WHAT NEEDS TO BE DONE →
Among the records below, find each line that includes the string "teardown" and copy it.
───── RECORD SET
//! Single live media call
//!
//! ```text
//! Idle -> CapturingLocal -> OutgoingRinging -> Active -> Closed
//! Idle -> IncomingPendingConfirm -> (accept) CapturingLocal -> Answering -> Active -> Closed
//!                                -> (reject) Closed
//! ```
//!
//! Capture runs in a spawned task and reports back through the orchestrator's
//! inbound queue, so a hangup while capture is pending takes effect at once and
//! the late stream is released when it arrives.

use crate::error::ErrorKind;
use crate::event::{CallId, CaptureOutcome, EventSink, MediaCallEvent, PeerId};
use crate::media::{MediaCapture, MediaConstraints, MediaStream};
use crate::notify::{Notification, Notifier, SessionState};
use crate::signaling::{validate_peer_id, SignalingTransport};
use crate::{Error, Result};
use std::fmt;
use std::sync::Arc;
use tracing::{debug, info, warn};

/// Media call state
#[derive(Debug, Clone, Copy, PartialEq, Eq)]
pub enum CallState {
    /// No call has been made yet
    Idle,
    /// Waiting for local media capture
    CapturingLocal,
    /// Offer sent, waiting for the remote stream
    OutgoingRinging,
    /// Offer received, waiting for the user to accept or reject
    IncomingPendingConfirm,
    /// Answer sent, waiting for the remote stream
    Answering,
    /// Both streams attached
    Active,
    /// Call ended
    Closed,
}

impl fmt::Display for CallState {
    fn fmt(&self, f: &mut fmt::Formatter<'_>) -> fmt::Result {
        match self {
            CallState::Idle => write!(f, "Idle"),
            CallState::CapturingLocal => write!(f, "CapturingLocal"),
            CallState::OutgoingRinging => write!(f, "OutgoingRinging"),
            CallState::IncomingPendingConfirm => write!(f, "IncomingPendingConfirm"),
            CallState::Answering => write!(f, "Answering"),
            CallState::Active => write!(f, "Active"),
            CallState::Closed => write!(f, "Closed"),
        }
    }
}

/// Who placed the call
#[derive(Debug, Clone, Copy, PartialEq, Eq)]
pub enum CallDirection {
    /// Placed by this process
    Outgoing,
    /// Offered by the remote peer
    Incoming,
}

/// A call offer awaiting a decision
#[derive(Debug, Clone, PartialEq, Eq)]
pub struct IncomingCall {
    /// Transport call id
    pub call: CallId,
    /// Caller identity
    pub remote: PeerId,
}

/// Synchronous accept (true) / reject (false) decision for an incoming offer
pub type CallDecider = Box<dyn Fn(&IncomingCall) -> bool + Send + Sync>;

/// The live call and the streams it owns
#[derive(Debug)]
pub struct MediaCall {
    attempt: u64,
    call_id: Option<CallId>,
    remote: PeerId,
    direction: CallDirection,
    state: CallState,
    local: Option<MediaStream>,
    remote_stream: Option<MediaStream>,
}

impl MediaCall {
    /// Local attempt number, unique per manager
    pub fn attempt(&self) -> u64 {
        self.attempt
    }

    /// Transport call id, once known
    pub fn call_id(&self) -> Option<&str> {
        self.call_id.as_deref()
    }

    /// Peer on the other end
    pub fn remote(&self) -> &str {
        &self.remote
    }

    /// Who placed the call
    pub fn direction(&self) -> CallDirection {
        self.direction
    }

    /// Current state
    pub fn state(&self) -> CallState {
        self.state
    }

    /// Attached local stream
    pub fn local_stream(&self) -> Option<&MediaStream> {
        self.local.as_ref()
    }

    /// Attached remote stream
    pub fn remote_stream(&self) -> Option<&MediaStream> {
        self.remote_stream.as_ref()
    }

    fn set_state(&mut self, new_state: CallState) {
        if self.state != new_state {
            debug!(
                "Call attempt {} with {} state transition: {} -> {}",
                self.attempt, self.remote, self.state, new_state
            );
            self.state = new_state;
        }
    }

    fn release(&mut self) {
        if let Some(stream) = self.local.take() {
            stream.stop();
        }
        if let Some(stream) = self.remote_stream.take() {
            stream.stop();
        }
    }
}

/// Places, accepts and tears down the single live media call
pub struct MediaCallManager {
    transport: Arc<dyn SignalingTransport>,
    capture: Arc<dyn MediaCapture>,
    constraints: MediaConstraints,
    events: EventSink,
    notifier: Notifier,
    current: Option<MediaCall>,
    last_state: CallState,
    next_attempt: u64,
    decider: Option<CallDecider>,
}

impl MediaCallManager {
    pub(crate) fn new(
        transport: Arc<dyn SignalingTransport>,
        capture: Arc<dyn MediaCapture>,
        constraints: MediaConstraints,
        events: EventSink,
        notifier: Notifier,
    ) -> Self {
        Self {
            transport,
            capture,
            constraints,
            events,
            notifier,
            current: None,
            last_state: CallState::Idle,
            next_attempt: 0,
            decider: None,
        }
    }

    /// The live call, if any
    pub fn current(&self) -> Option<&MediaCall> {
        self.current.as_ref()
    }

    /// State of the live call, or of the last one
    pub fn state(&self) -> CallState {
        self.current
            .as_ref()
            .map(|c| c.state)
            .unwrap_or(self.last_state)
    }

    /// Decide incoming offers synchronously instead of waiting for `confirm`
    pub fn set_decider(&mut self, decider: CallDecider) {
        self.decider = Some(decider);
    }

    /// Capture local media and call `remote` with it
    ///
    /// Returns the attempt number; capture completes asynchronously.
    pub fn place_call(&mut self, remote: &str) -> Result<u64> {
        let remote = validate_peer_id(remote)?;

        if let Some(call) = &self.current {
            return Err(Error::SessionBusy(call.remote.clone()));
        }

        info!("Placing call to {}", remote);
        let attempt = self.begin(
            remote.to_string(),
            CallDirection::Outgoing,
            None,
            CallState::CapturingLocal,
        );
        self.spawn_capture(attempt);

        Ok(attempt)
    }

    /// Accept or reject the offer waiting in `IncomingPendingConfirm`
    ///
    /// Rejecting never requests local media.
    pub async fn confirm(&mut self, accept: bool) -> Result<()> {
        let Some(call) = self
            .current
            .as_mut()
            .filter(|c| c.state == CallState::IncomingPendingConfirm)
        else {
            return Err(Error::NoPendingCall);
        };

        if accept {
            info!("Accepted call from {}", call.remote);
            call.set_state(CallState::CapturingLocal);
            let attempt = call.attempt;
            self.spawn_capture(attempt);
        } else {
            info!("Rejected call from {}", call.remote);
            self.teardown(true).await;
            self.notifier.state(SessionState::Closed);
        }

        Ok(())
    }

    /// Close an offer without touching local media
    ///
    /// The live call, if any, is left alone, so no session state is emitted.
    pub async fn decline(&mut self, offer: IncomingCall) {
        if let Err(e) = self.transport.close_call(&offer.call).await {
            warn!("Failed to close declined call {}: {}", offer.call, e);
        }
        self.notifier
            .notify(Notification::IncomingCallDeclined(offer));
    }

    /// End the live call and release its streams; no-op without one
    ///
    /// Returns true if a call was closed.
    pub async fn hangup(&mut self) -> bool {
        let closed = self.teardown(true).await;
        self.last_state = CallState::Closed;
        closed
    }

    /// Apply a capture completion
    pub async fn on_capture_completed(&mut self, outcome: CaptureOutcome) {
        let CaptureOutcome { attempt, result } = outcome;

        let pending = self
            .current
            .as_ref()
            .is_some_and(|c| c.attempt == attempt && c.state == CallState::CapturingLocal);
        if !pending {
            if let Ok(stream) = &result {
                debug!(
                    "Capture for attempt {} finished after hangup, releasing stream {}",
                    attempt,
                    stream.id()
                );
            }
            return;
        }

        let stream = match result {
            Ok(stream) => stream,
            Err(e) => {
                warn!("Local media capture failed for attempt {}: {}", attempt, e);
                self.fail(e.kind(), e.to_string()).await;
                return;
            }
        };

        self.notifier
            .notify(Notification::LocalStreamReady(stream.info()));

        let Some(call) = self.current.as_mut() else {
            return;
        };

        let request = match call.direction {
            CallDirection::Outgoing => self.transport.call(&call.remote, &stream).await,
            CallDirection::Incoming => {
                let call_id = call.call_id.clone().unwrap_or_default();
                self.transport
                    .answer(&call_id, &stream)
                    .await
                    .map(|()| call_id)
            }
        };
        call.local = Some(stream);

        match request {
            Ok(call_id) if call.direction == CallDirection::Outgoing => {
                info!("Call {} to {} is ringing", call_id, call.remote);
                call.call_id = Some(call_id);
                call.set_state(CallState::OutgoingRinging);
                self.notifier.state(SessionState::Ringing);
            }
            Ok(call_id) => {
                info!("Answered call {} from {}", call_id, call.remote);
                call.set_state(CallState::Answering);
            }
            Err(e) => {
                warn!("Call request to {} failed: {}", call.remote, e);
                self.fail(ErrorKind::ExternalCallError, e.to_string()).await;
            }
        }
    }

    /// Apply an event raised for `call_id`
    pub async fn handle_event(&mut self, call_id: CallId, event: MediaCallEvent) {
        match event {
            MediaCallEvent::IncomingOffer { remote } => self.on_offer(call_id, remote).await,
            MediaCallEvent::RemoteStreamReady(stream) => self.on_remote_stream(&call_id, stream),
            MediaCallEvent::Error(reason) => {
                if !self.is_current(&call_id) {
                    debug!("Ignoring error for stale call {}: {}", call_id, reason);
                    return;
                }
                warn!("Call {} failed: {}", call_id, reason);
                self.fail(ErrorKind::ExternalCallError, reason).await;
            }
            MediaCallEvent::Closed => {
                if !self.is_current(&call_id) {
                    debug!("Ignoring close of stale call {}", call_id);
                    return;
                }
                info!("Call {} closed by remote", call_id);
                self.teardown(false).await;
                self.notifier.state(SessionState::Closed);
            }
        }
    }

    async fn on_offer(&mut self, call_id: CallId, remote: PeerId) {
        let offer = IncomingCall {
            call: call_id,
            remote,
        };

        if let Some(current) = &self.current {
            warn!(
                "Declining call {} from {}: busy with {}",
                offer.call, offer.remote, current.remote
            );
            self.decline(offer).await;
            return;
        }

        info!("Incoming call {} from {}", offer.call, offer.remote);
        self.begin(
            offer.remote.clone(),
            CallDirection::Incoming,
            Some(offer.call.clone()),
            CallState::IncomingPendingConfirm,
        );
        self.notifier
            .notify(Notification::IncomingCall(offer.clone()));

        let decision = self.decider.as_ref().map(|decide| decide(&offer));
        if let Some(accept) = decision {
            if let Err(e) = self.confirm(accept).await {
                warn!("Could not apply decision for call {}: {}", offer.call, e);
            }
        }
    }

    fn on_remote_stream(&mut self, call_id: &str, stream: MediaStream) {
        let Some(call) = self
            .current
            .as_mut()
            .filter(|c| c.call_id.as_deref() == Some(call_id))
        else {
            debug!(
                "Releasing remote stream {} for stale call {}",
                stream.id(),
                call_id
            );
            return;
        };

        match call.state {
            CallState::OutgoingRinging | CallState::Answering => {
                let info = stream.info();
                call.remote_stream = Some(stream);
                call.set_state(CallState::Active);
                info!("Call {} with {} is active", call_id, call.remote);
                self.notifier.notify(Notification::RemoteStreamReady(info));
                self.notifier.state(SessionState::Active);
            }
            CallState::Active => {
                debug!(
                    "Ignoring duplicate remote stream {} on call {}",
                    stream.id(),
                    call_id
                );
            }
            other => {
                warn!(
                    "Remote stream on call {} in state {}, releasing",
                    call_id, other
                );
            }
        }
    }

    fn begin(
        &mut self,
        remote: PeerId,
        direction: CallDirection,
        call_id: Option<CallId>,
        state: CallState,
    ) -> u64 {
        self.next_attempt += 1;
        let attempt = self.next_attempt;

        debug!(
            "Call attempt {} with {} ({:?}) starts in {}",
            attempt, remote, direction, state
        );
        self.current = Some(MediaCall {
            attempt,
            call_id,
            remote,
            direction,
            state,
            local: None,
            remote_stream: None,
        });

        attempt
    }

    fn spawn_capture(&self, attempt: u64) {
        let capture = Arc::clone(&self.capture);
        let events = self.events.clone();
        let constraints = self.constraints;

        debug!(
            "Requesting local media {:?} for call attempt {}",
            constraints, attempt
        );
        tokio::spawn(async move {
            let result = capture.capture(constraints).await;
            if !events.capture_completed(attempt, result) {
                debug!("Orchestrator gone before capture {} completed", attempt);
            }
        });
    }

    fn is_current(&self, call_id: &str) -> bool {
        self.current
            .as_ref()
            .and_then(|c| c.call_id.as_deref())
            .is_some_and(|id| id == call_id)
    }

    async fn fail(&mut self, kind: ErrorKind, message: String) {
        self.teardown(true).await;
        self.notifier.error(kind, message);
    }

    async fn teardown(&mut self, close_transport: bool) -> bool {
        let Some(mut call) = self.current.take() else {
            return false;
        };

        if close_transport {
            if let Some(call_id) = &call.call_id {
                if let Err(e) = self.transport.close_call(call_id).await {
                    warn!("Failed to close call {}: {}", call_id, e);
                }
            }
        }

        call.set_state(CallState::Closed);
        call.release();
        self.last_state = CallState::Closed;
        info!(
            "Call attempt {} with {} closed",
            call.attempt, call.remote
        );

        true
    }
}
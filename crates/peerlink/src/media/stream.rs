//! Media stream handles

use serde::{Deserialize, Serialize};
use std::fmt;
use std::sync::atomic::{AtomicBool, Ordering};
use std::sync::Arc;
use tracing::debug;

/// Tracks requested from the capture device
#[derive(Debug, Clone, Copy, PartialEq, Eq, Serialize, Deserialize)]
pub struct MediaConstraints {
    /// Capture a video track
    pub video: bool,
    /// Capture an audio track
    pub audio: bool,
}

impl Default for MediaConstraints {
    fn default() -> Self {
        Self {
            video: true,
            audio: true,
        }
    }
}

impl MediaConstraints {
    /// Audio without video
    pub fn audio_only() -> Self {
        Self {
            video: false,
            audio: true,
        }
    }
}

/// Kind of media carried by a track
#[derive(Debug, Clone, Copy, PartialEq, Eq, Hash)]
pub enum TrackKind {
    /// Microphone / remote audio
    Audio,
    /// Camera / remote video
    Video,
}

/// One live audio or video track
pub struct MediaTrack {
    kind: TrackKind,
    live: Arc<AtomicBool>,
}

impl MediaTrack {
    fn new(kind: TrackKind) -> Self {
        Self {
            kind,
            live: Arc::new(AtomicBool::new(true)),
        }
    }

    /// Track kind
    pub fn kind(&self) -> TrackKind {
        self.kind
    }

    /// Whether the track still holds its device / network resources
    pub fn is_live(&self) -> bool {
        self.live.load(Ordering::SeqCst)
    }

    /// Stop the track; returns true if it was live
    pub fn stop(&self) -> bool {
        self.live.swap(false, Ordering::SeqCst)
    }
}

/// An audio/video stream
///
/// Dropping the stream stops all of its tracks.
pub struct MediaStream {
    id: String,
    tracks: Vec<MediaTrack>,
}

impl MediaStream {
    /// Create a live stream carrying the requested tracks
    pub fn new(constraints: MediaConstraints) -> Self {
        let mut tracks = Vec::with_capacity(2);
        if constraints.audio {
            tracks.push(MediaTrack::new(TrackKind::Audio));
        }
        if constraints.video {
            tracks.push(MediaTrack::new(TrackKind::Video));
        }

        Self {
            id: uuid::Uuid::new_v4().to_string(),
            tracks,
        }
    }

    /// Stream identifier
    pub fn id(&self) -> &str {
        &self.id
    }

    /// All tracks of this stream
    pub fn tracks(&self) -> &[MediaTrack] {
        &self.tracks
    }

    /// Whether the stream carries audio
    pub fn has_audio(&self) -> bool {
        self.tracks.iter().any(|t| t.kind == TrackKind::Audio)
    }

    /// Whether the stream carries video
    pub fn has_video(&self) -> bool {
        self.tracks.iter().any(|t| t.kind == TrackKind::Video)
    }

    /// Track layout of this stream
    pub fn constraints(&self) -> MediaConstraints {
        MediaConstraints {
            video: self.has_video(),
            audio: self.has_audio(),
        }
    }

    /// Descriptor handed to the presentation layer
    pub fn info(&self) -> StreamInfo {
        StreamInfo {
            id: self.id.clone(),
            audio: self.has_audio(),
            video: self.has_video(),
        }
    }

    /// Whether any track is still live
    pub fn is_live(&self) -> bool {
        self.tracks.iter().any(MediaTrack::is_live)
    }

    /// Stop every track
    pub fn stop(&self) {
        let stopped = self.tracks.iter().filter(|t| t.stop()).count();
        if stopped > 0 {
            debug!("Stopped {} track(s) of stream {}", stopped, self.id);
        }
    }

    /// Read-only view of track liveness that outlives the stream
    pub fn monitor(&self) -> StreamMonitor {
        StreamMonitor {
            flags: self.tracks.iter().map(|t| Arc::clone(&t.live)).collect(),
        }
    }
}

impl Drop for MediaStream {
    fn drop(&mut self) {
        self.stop();
    }
}

impl fmt::Debug for MediaStream {
    fn fmt(&self, f: &mut fmt::Formatter<'_>) -> fmt::Result {
        f.debug_struct("MediaStream")
            .field("id", &self.id)
            .field("audio", &self.has_audio())
            .field("video", &self.has_video())
            .field("live", &self.is_live())
            .finish()
    }
}

impl fmt::Debug for MediaTrack {
    fn fmt(&self, f: &mut fmt::Formatter<'_>) -> fmt::Result {
        f.debug_struct("MediaTrack")
            .field("kind", &self.kind)
            .field("live", &self.is_live())
            .finish()
    }
}

/// Presentation-side description of a stream
#[derive(Debug, Clone, PartialEq, Eq)]
pub struct StreamInfo {
    /// Stream identifier
    pub id: String,
    /// Carries audio
    pub audio: bool,
    /// Carries video
    pub video: bool,
}

/// Observes whether a stream's tracks were released
#[derive(Debug, Clone)]
pub struct StreamMonitor {
    flags: Vec<Arc<AtomicBool>>,
}

impl StreamMonitor {
    /// True once every track has been stopped
    pub fn is_released(&self) -> bool {
        self.flags.iter().all(|f| !f.load(Ordering::SeqCst))
    }
}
──────────
RESPONSE BOX →
            self.teardown(true).await;
        let closed = self.teardown(true).await;
                self.teardown(false).await;
        self.teardown(true).await;
    async fn teardown(&mut self, close_transport: bool) -> bool {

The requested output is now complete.